In the space of minds or programs, there is space for programs learning symbolic reasoning in a way differing from human brains and in a way that is transparent to their programmer. A symbolic reasoner can be a program exposed to words and other symbols solely, for example does not need to have any sense of sight, can be very data-efficient, does not need to have any equivalent in nature. A symbolic reasoner would start from a concept that someone used words to say something and create increasingly complex reflective concepts about words, about the inventors of the words and their other inventions such as mathematics and computer programming. I pioneered investigation into symbolic reasoning some years ago. A early milestone is understanding reported saying (such as in “Augrh!” said Father Wolf. “It is time to hunt again.”). Other milestones are learning concepts of being an element of a class, of truth, of negation, of conjunction, of believing, of wanting, of functional application. You can see that the curriculum is completely different from that for a visual reasoner. The resulting semantics is less about the real world, but involves rather reflection about a “mental” internal world.
Now: can a semantics for symbolic reasoning help with AI safety?
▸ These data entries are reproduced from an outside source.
//! 流水线错误类型
//!
//! - Validation：转写稿 / 问题为空，调用生成服务前即拒绝，可由调用方修正
//! - Generation：生成服务调用失败（鉴权 / 网络），整次调用失败，原样传播
//!
//! 结构恢复失败不是错误：阶段以默认值补齐并标记 `parse_error`，流水线继续。

use serde::Serialize;
use thiserror::Error;

use crate::llm::LlmError;

#[derive(Error, Debug, Clone, PartialEq, Eq)]
pub enum PipelineError {
    #[error("Validation error: {0}")]
    Validation(String),

    #[error(transparent)]
    Generation(#[from] LlmError),
}

impl PipelineError {
    pub fn validation(msg: impl Into<String>) -> Self {
        PipelineError::Validation(msg.into())
    }

    /// 是否为调用方可修正的输入错误（区别于服务故障）
    pub fn is_user_error(&self) -> bool {
        matches!(self, PipelineError::Validation(_))
    }
}

/// 硬失败时返回给调用方的信封
#[derive(Debug, Clone, PartialEq, Serialize)]
pub struct ErrorResponse {
    pub success: bool,
    pub error: String,
    pub message: String,
}

impl From<&PipelineError> for ErrorResponse {
    fn from(err: &PipelineError) -> Self {
        let error = match err {
            PipelineError::Validation(msg) => msg.clone(),
            PipelineError::Generation(_) => "Generation service failure".to_string(),
        };
        Self {
            success: false,
            error,
            message: err.to_string(),
        }
    }
}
My intuition is that a symbolic reasoner with the property of transparency can be made to reason about the goals of its programmer such that there is at least a technical possibility of alignment (as opposed to language models whose internals we do not know how to interpret). The bonus point is the possibility to experiment with alignment at an early stage of the curriculum and to decide how far go with the curriculum (when it is safe to pursue distant milestones such as geometry, algebra, physics, biology).